Analyze the daily report generated by House keeping module and fix the issues
Go thru ALL new/edited records and approve them

Criteria for a good Webhost

Here are some points to consider while looking for a webhost.

Web space
- File space to hold html, script, class files
- Database space
- Runtime memory
Are these size specification flexible?
Number of ip addr (port) provided
Number of schemas (users?) allowed in the database
Backup, recovery procedure
Software version
- Jdk, jsp
- Web server
- Database
- Other api
Bandwidth, scalability
Statistical analyses of nature and behavior of users

Development environment

The development environment I have in my local machine is as follows :

java 1.3
Tomcat 4.0
- JSP 1.2
- Servlet 2.3
Oracle 8 - Trying for a recent version (>= Oracle 8i)
Ant 1.5.1 - a java based build tool from Apache
JCreater - a java IDE from Xinox
CoffeeCup - a html editor
Winston Veerender, a friend, suggested Eclipse from www.eclipse.org as a java IDE; Will try that if it is more suitable than JCreater for this application.

Cost estimation

Article	Amount (in Rs)	Description
Investment
Books	2000	Got the books Professional JSP Beginning XML Oracle Bible Planning to buy couple of books of this nature (bpbpub.com) 81 87105 86 0 Creating Commercial webpages 81 7635 046 X Dynamic Html unleashed 81 7656 271 8 XHTML 81 7656 306 4 Advanced Html with DHtml 81 7656 274 2 Commercial Application
Printing	1000	Letter pad Visiting card ...
Hard disk	????	Not sure if a hard disk is needed in the local machine. If needed, it may cost around 5k for 40GB
Misc	2000
Running cost (per month)
Article	Amount (in Rs)	Description
Domain name	250
Web space	1500
Internet/Power	1500
Domain name promotion	2500	Cable TV advt Stickers in cafes Notice in newspapers Expecting this cost will be cut in 3 to 6 months.
Salary	????	Expecting people from different fields like : Marketing, sales Data collection Web admin

Issues

Hashing

Ideally, Person class should be a entity bean mapping to one record of the PersonTable.

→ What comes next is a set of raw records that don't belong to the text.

//! Settings layering
//!
//! Implements the hierarchy filesystem root -> ... -> working directory. Scalar fields are
//! replaced by the nearer file; extra kinds are merged by kind name, the nearer entry winning.

use super::ResolverSettings;
use crate::error::Result;
use std::path::{Path, PathBuf};
use tracing::debug;

pub const SETTINGS_FILE_NAME: &str = ".runtarget.json";

/// Collects and merges the settings files that apply to a directory.
#[derive(Debug, Default)]
pub struct SettingsMerger {
    /// Loaded layers, root first
    layers: Vec<(PathBuf, ResolverSettings)>,
}

impl SettingsMerger {
    pub fn new() -> Self {
        Self::default()
    }

    /// Loads every settings file from `start_dir` up to the filesystem root.
    pub fn load_for_dir(&mut self, start_dir: &Path) -> Result<()> {
        for path in Self::find_settings_files(start_dir) {
            debug!("Loading settings from: {:?}", path);
            let settings = ResolverSettings::load_from_file(&path)?;
            self.layers.push((path, settings));
        }
        Ok(())
    }

    /// Settings files visible from `start_dir`, root first
    pub fn find_settings_files(start_dir: &Path) -> Vec<PathBuf> {
        let mut found: Vec<PathBuf> = start_dir
            .ancestors()
            .map(|dir| dir.join(SETTINGS_FILE_NAME))
            .filter(|path| path.is_file())
            .collect();
        found.reverse();
        found
    }

    pub fn loaded_paths(&self) -> Vec<&Path> {
        self.layers.iter().map(|(path, _)| path.as_path()).collect()
    }

    pub fn merged(&self) -> ResolverSettings {
        let mut merged = ResolverSettings::default();
        for (_, layer) in &self.layers {
            merged.merge_with(layer.clone());
        }
        merged
    }
}

impl ResolverSettings {
    /// Overlays every field `other` sets.
    pub fn merge_with(&mut self, other: ResolverSettings) {
        if other.build_system_name.is_some() {
            self.build_system_name = other.build_system_name;
        }
        if other.max_unwrap_depth.is_some() {
            self.max_unwrap_depth = other.max_unwrap_depth;
        }
        if other.context_cache_capacity.is_some() {
            self.context_cache_capacity = other.context_cache_capacity;
        }
        if other.progress_poll_interval_ms.is_some() {
            self.progress_poll_interval_ms = other.progress_poll_interval_ms;
        }
        if other.resolve_timeout_ms.is_some() {
            self.resolve_timeout_ms = other.resolve_timeout_ms;
        }
        if other.test_filter_flag.is_some() {
            self.test_filter_flag = other.test_filter_flag;
        }
        if other.test_env_flag.is_some() {
            self.test_env_flag = other.test_env_flag;
        }
        // Priority order is a whole; never interleave two orders
        if other.heuristics.is_some() {
            self.heuristics = other.heuristics;
        }
        for entry in other.extra_kinds {
            self.extra_kinds.retain(|existing| existing.kind != entry.kind);
            self.extra_kinds.push(entry);
        }
    }

    /// Merged settings for `start_dir`; defaults if no file is found.
    pub fn discover(start_dir: &Path) -> Result<Self> {
        let mut merger = SettingsMerger::new();
        merger.load_for_dir(start_dir)?;
        Ok(merger.merged())
    }
}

I am thinking about a lazy way to code Person class.
Instead of having all the field names as an attribute(in a separate variable), we can have one hashtable which will hold all the name, value pairs.

Advantage:

Ease of coding and maintenance
Saves lots of space, because expecting most of the fields to be null. These null fields will not be in the hash.
Modifying the table will affect only the xsl file (or any presentation layer)

Disadvantage:

Accessing the attributes of the Person class will be 2 or 3 times slower than directly accessing a variable.
Space for the field name stored along with actual value should be considered

A question concerning the field names in the hashtable. Let us say that there are 100 Person objects in the jvm at a particular time. Each object has a hashtable which has almost same set of field names (we can expect all of the objects having many common fields). Take the scenario: there are 15 fields in each hash, out of which 10 are common to all the 100 hashtables. Will the jvm hold 15 * 100 strings (field names) in the memory or will it hold say 15 to 100 strings in the memory and use some indexing mechanism in the hashtable ...

Finding the relationship

A person record has three basic relationships : father, mother and a list of spouse.
We can view the table as a graph structure, each person as a node in the graph.
Our aim is to traverse through the graph (breadth first search) and find a path between two nodes.

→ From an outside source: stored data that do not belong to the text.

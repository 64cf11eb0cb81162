use std::time::{Duration, Instant};
use tokio_util::sync::CancellationToken;

use super::listenable::{FutureError, ListenableFuture, Outcome};
use crate::error::Error;

/// Host-side progress display for a blocking wait.
///
/// The host decides how to render it (a modal dialog, a terminal spinner, nothing at all);
/// [`is_cancelled`](ProgressIndicator::is_cancelled) is how the user asks to stop waiting.
pub trait ProgressIndicator: Send + Sync {
    fn start(&self, message: &str);

    fn stop(&self);

    fn is_cancelled(&self) -> bool;
}

/// Indicator that shows nothing and is never cancelled
#[derive(Debug, Default, Clone, Copy)]
pub struct NoProgress;

impl ProgressIndicator for NoProgress {
    fn start(&self, _message: &str) {}

    fn stop(&self) {}

    fn is_cancelled(&self) -> bool {
        false
    }
}

/// A [`CancellationToken`] works as a cancel button the host can press from any thread.
impl ProgressIndicator for CancellationToken {
    fn start(&self, message: &str) {
        tracing::debug!("progress started: {}", message);
    }

    fn stop(&self) {}

    fn is_cancelled(&self) -> bool {
        CancellationToken::is_cancelled(self)
    }
}

struct StopOnDrop<'a>(&'a dyn ProgressIndicator);

impl Drop for StopOnDrop<'_> {
    fn drop(&mut self) {
        self.0.stop();
    }
}

/// Options for [`wait_under_progress`]
#[derive(Debug, Clone, Copy)]
pub struct WaitOptions {
    /// How often the indicator is checked for cancellation
    pub poll_interval: Duration,
    /// Give up after this long; the future is cancelled and the wait fails
    pub timeout: Option<Duration>,
}

impl Default for WaitOptions {
    fn default() -> Self {
        Self {
            poll_interval: Duration::from_millis(25),
            timeout: None,
        }
    }
}

/// Blocks the calling thread until `future` is done, showing `indicator` meanwhile.
///
/// Cancelling the indicator cancels `future` and returns [`FutureError::Cancelled`]. The cancel
/// travels on to the inputs `future` depends on, stopping at inputs other futures still need.
/// Must not be called on the thread that is expected to complete `future`.
pub fn wait_under_progress<T>(
    future: &ListenableFuture<T>,
    indicator: &dyn ProgressIndicator,
    message: &str,
    options: WaitOptions,
) -> Outcome<T>
where
    T: Clone + Send + 'static,
{
    if let Some(outcome) = future.try_outcome() {
        return outcome;
    }

    indicator.start(message);
    let _stop = StopOnDrop(indicator);
    let started = Instant::now();

    loop {
        if let Some(outcome) = future.wait_timeout(options.poll_interval) {
            return outcome;
        }
        if indicator.is_cancelled() {
            tracing::debug!("progress cancelled, cancelling '{}'", message);
            future.cancel();
            return Err(FutureError::Cancelled);
        }
        if let Some(timeout) = options.timeout {
            if started.elapsed() >= timeout {
                future.cancel();
                return Err(FutureError::failed(Error::Other(format!(
                    "{message} timed out after {}ms",
                    timeout.as_millis()
                ))));
            }
        }
    }
}

#[cfg(test)]
mod tests {
    use super::*;
    use crate::future::Promise;
    use parking_lot::Mutex;

    #[derive(Default)]
    struct Recording {
        events: Mutex<Vec<String>>,
        cancel: CancellationToken,
    }

    impl ProgressIndicator for Recording {
        fn start(&self, message: &str) {
            self.events.lock().push(format!("start {message}"));
        }

        fn stop(&self) {
            self.events.lock().push("stop".to_string());
        }

        fn is_cancelled(&self) -> bool {
            self.cancel.is_cancelled()
        }
    }

    #[test]
    fn test_done_future_skips_indicator() {
        let indicator = Recording::default();
        let outcome = wait_under_progress(
            &ListenableFuture::ready(3),
            &indicator,
            "Resolving",
            WaitOptions::default(),
        );
        assert_eq!(outcome.unwrap(), 3);
        assert!(indicator.events.lock().is_empty());
    }

    #[test]
    fn test_completion_from_other_thread() {
        let promise = Promise::new();
        let future = promise.future();
        let handle = std::thread::spawn(move || {
            std::thread::sleep(Duration::from_millis(30));
            promise.complete("target");
        });

        let indicator = Recording::default();
        let outcome = wait_under_progress(&future, &indicator, "Resolving", WaitOptions::default());
        handle.join().unwrap();

        assert_eq!(outcome.unwrap(), "target");
        assert_eq!(*indicator.events.lock(), vec!["start Resolving", "stop"]);
    }

    #[test]
    fn test_cancel_propagates_to_future() {
        let promise: Promise<u8> = Promise::new();
        let future = promise.future();
        let indicator = Recording::default();
        indicator.cancel.cancel();

        let outcome = wait_under_progress(&future, &indicator, "Resolving", WaitOptions::default());
        assert!(matches!(outcome, Err(FutureError::Cancelled)));
        assert!(future.is_cancelled());
        assert!(promise.is_cancelled());
    }

    #[test]
    fn test_timeout_fails_wait() {
        let promise: Promise<u8> = Promise::new();
        let future = promise.future();
        let options = WaitOptions {
            poll_interval: Duration::from_millis(5),
            timeout: Some(Duration::from_millis(20)),
        };
        let outcome = wait_under_progress(&future, &NoProgress, "Resolving", options);
        match outcome {
            Err(FutureError::Failed(e)) => assert!(e.to_string().contains("timed out")),
            other => panic!("expected timeout, got {other:?}"),
        }
    }
}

Instead of viewing as a single graph, it will be easy to picturize them as a collection of well connected graphs. Nodes in a graph has a field to mention which group they belong. This field will help us to take a quick guess on the feasibility of finding a path. However, we take this info just as a suggestion; irrespective of the field suggesting positive or negative about the path, we explore the graph to find the path.

Is this field essential? Apart from space for such field in each record, we have to code for maintaining the definition. ie, when a new node enters the system, we have to check if different groups can be clubbed together through this new node. Also, deletion of a node should be considered for splitting groups.

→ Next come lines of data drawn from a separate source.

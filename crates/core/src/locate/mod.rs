//! Element locators
//!
//! Hosts without a language model of their own use these to turn a `file:line` position into a
//! [`SourceContext`]: the BUILD rule under the cursor, the Rust test function or module around a
//! line, or the JVM test method or class in a source file.

use std::path::{Path, PathBuf};

use crate::error::Result;
use crate::types::{SourceContext, SourceElement};

mod build_file;
mod jvm_source;
mod rust_source;

pub use build_file::{BuildFileLocator, BuildRuleCall};
pub use jvm_source::JvmSourceLocator;
pub use rust_source::RustSourceLocator;

const BUILD_FILE_NAMES: &[&str] = &["BUILD", "BUILD.bazel"];

pub fn is_build_file(path: &Path) -> bool {
    path.file_name()
        .and_then(|name| name.to_str())
        .is_some_and(|name| BUILD_FILE_NAMES.contains(&name))
}

/// Captures the source context at `line` (1-based) of `file`, or of the whole file.
pub fn locate(workspace_root: &Path, file: &Path, line: Option<usize>) -> Result<SourceContext> {
    let content = std::fs::read_to_string(file)?;
    locate_in(workspace_root, file, &content, line)
}

/// Same as [`locate`] with the file content already loaded.
pub fn locate_in(
    workspace_root: &Path,
    file: &Path,
    content: &str,
    line: Option<usize>,
) -> Result<SourceContext> {
    let relative = workspace_relative(workspace_root, file);
    let extension = file.extension().and_then(|ext| ext.to_str()).unwrap_or("");

    let mut context = if is_build_file(file) {
        let package = relative
            .parent()
            .map(|dir| crate::heuristics::normalized_path(dir))
            .unwrap_or_default();
        let element = match line {
            Some(line) => BuildFileLocator::new()?.locate(&package, file, content, line)?,
            None => None,
        };
        SourceContext::new(element.unwrap_or_else(|| SourceElement::File {
            path: file.to_path_buf(),
        }))
    } else if extension == "rs" {
        RustSourceLocator::new()?.locate(file, content, line)?
    } else if JvmSourceLocator::handles(extension) {
        JvmSourceLocator::locate(file, content, line)
    } else {
        let mut context = SourceContext::new(SourceElement::File {
            path: file.to_path_buf(),
        });
        context.is_test = looks_like_test_file(file);
        context
    };

    context.workspace_path = Some(relative);
    context.modification_stamp = content_stamp(content);
    tracing::debug!("located {} in {}", context.element.element_key(), file.display());
    Ok(context)
}

/// `file` relative to `workspace_root`, or unchanged if it lies outside of it.
pub fn workspace_relative(workspace_root: &Path, file: &Path) -> PathBuf {
    file.strip_prefix(workspace_root)
        .map(Path::to_path_buf)
        .unwrap_or_else(|_| file.to_path_buf())
}

/// Naming conventions of test sources across languages
pub fn looks_like_test_file(file: &Path) -> bool {
    let Some(stem) = file.file_stem().and_then(|s| s.to_str()) else {
        return false;
    };
    stem.ends_with("Test")
        || stem.ends_with("Tests")
        || stem.ends_with("_test")
        || stem.ends_with("_spec")
        || stem.starts_with("test_")
}

/// Leading 8 bytes of the content's md5 digest
fn content_stamp(content: &str) -> u64 {
    let md5::Digest(bytes) = md5::compute(content.as_bytes());
    let [b0, b1, b2, b3, b4, b5, b6, b7, ..] = bytes;
    u64::from_le_bytes([b0, b1, b2, b3, b4, b5, b6, b7])
}
use std::io;
use std::sync::Arc;

/// Errors that can occur while resolving run targets
#[derive(Debug, thiserror::Error)]
pub enum Error {
    /// The lookup finished but produced no usable target
    #[error("{0}")]
    NoTargetFound(String),

    /// The background computation failed; `cause` keeps the original error
    #[error("Target lookup failed: {message}")]
    LookupFailed {
        message: String,
        #[source]
        cause: Option<Arc<Error>>,
    },

    #[error("Resolution cancelled")]
    Cancelled,

    /// A newer pending context took over the configuration
    #[error("Resolution superseded by a newer pending context")]
    Superseded,

    #[error("Invalid label '{label}': {reason}")]
    InvalidLabel { label: String, reason: String },

    #[error("Invalid run configuration: {0}")]
    InvalidConfiguration(String),

    #[error("Pending context nested deeper than {0} levels")]
    UnwrapDepthExceeded(usize),

    #[error("Parse error: {0}")]
    ParseError(String),

    #[error("Tree-sitter error: {0}")]
    TreeSitterError(String),

    #[error("IO error: {0}")]
    IoError(#[from] io::Error),

    #[error("Serialization error: {0}")]
    SerializationError(#[from] serde_json::Error),

    #[error("Configuration error: {0}")]
    ConfigError(String),

    #[error("{0}")]
    Other(String),
}

impl Error {
    /// Wraps a failure from a background computation, keeping it as the cause.
    pub fn lookup_failed(cause: Arc<Error>) -> Self {
        Error::LookupFailed {
            message: cause.to_string(),
            cause: Some(cause),
        }
    }

    /// Only these two kinds are ever shown to the user.
    pub fn is_user_visible(&self) -> bool {
        matches!(self, Error::NoTargetFound(_) | Error::LookupFailed { .. })
    }

    /// Cancellation and supersession are normal control flow.
    pub fn is_silent(&self) -> bool {
        matches!(self, Error::Cancelled | Error::Superseded)
    }
}

/// Result type alias for runtarget operations
pub type Result<T> = std::result::Result<T, Error>;

/// Receives the failures a user should see.
///
/// Only [`Error::NoTargetFound`] and [`Error::LookupFailed`] are delivered here; everything
/// else is dropped by [`report`].
pub trait ErrorReporter: Send + Sync {
    fn no_target_found(&self, message: &str);

    fn lookup_failed(&self, error: &Error);
}

/// Routes an error to the user-facing channel or to the debug log.
pub fn report(error: &Error, reporter: &dyn ErrorReporter) {
    match error {
        Error::NoTargetFound(message) => reporter.no_target_found(message),
        Error::LookupFailed { .. } => {
            tracing::warn!("run target lookup failed: {:?}", error);
            reporter.lookup_failed(error);
        }
        Error::Cancelled | Error::Superseded => {
            tracing::debug!("dropping silent resolution outcome: {}", error);
        }
        other => {
            tracing::warn!("unexpected resolution error: {}", other);
            reporter.lookup_failed(other);
        }
    }
}

#[cfg(test)]
mod tests {
    use super::*;
    use parking_lot::Mutex;

    #[derive(Default)]
    struct Recorder {
        messages: Mutex<Vec<String>>,
    }

    impl ErrorReporter for Recorder {
        fn no_target_found(&self, message: &str) {
            self.messages.lock().push(format!("none: {message}"));
        }

        fn lookup_failed(&self, error: &Error) {
            self.messages.lock().push(format!("failed: {error}"));
        }
    }

    #[test]
    fn test_silent_errors_are_not_reported() {
        let recorder = Recorder::default();
        report(&Error::Cancelled, &recorder);
        report(&Error::Superseded, &recorder);
        assert!(recorder.messages.lock().is_empty());
    }

    #[test]
    fn test_user_visible_errors_are_reported() {
        let recorder = Recorder::default();
        report(&Error::NoTargetFound("No Bazel target found.".into()), &recorder);
        report(
            &Error::lookup_failed(Arc::new(Error::Other("query crashed".into()))),
            &recorder,
        );

        let messages = recorder.messages.lock();
        assert_eq!(messages[0], "none: No Bazel target found.");
        assert_eq!(messages[1], "failed: Target lookup failed: query crashed");
    }

    #[test]
    fn test_lookup_failed_keeps_cause() {
        let err = Error::lookup_failed(Arc::new(Error::ParseError("bad proto".into())));
        let source = std::error::Error::source(&err).expect("cause");
        assert_eq!(source.to_string(), "Parse error: bad proto");
        assert!(err.is_user_visible());
        assert!(!Error::Cancelled.is_user_visible());
    }
}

A temp table can be used to do the search. The nodes visited is placed in the temp table. Traversing the graph takes place parallely from both the direction, ie, from person 1 and person 2.

Can we implement this logic in plsql?
Do we require java stored proc?
Will these proc handle multi-thread?
Do we have to use different temp table names?

The idea of navigation is simple. Get the relative's id and put them in the table, until a path is found. Is there any possibility of "heuristic" search?

The above logic will fetch one path. How can we find other genuine paths between those 2 nodes? ie the new path shouldn't be a slight deviation from the first path; instead it should imply a new relationship between the nodes. Note that some of the nodes may be common between two different paths.

Data entry

The webserver is expected to hold the main database. When there is a need to enter bulk data, it will be wise (in India) to enter them offline. (Recent trend - in cities, dishnet has come up with a scheme for unlimited direct net access without using phone line. If we have such connection, then we don't have to worry about this cost.)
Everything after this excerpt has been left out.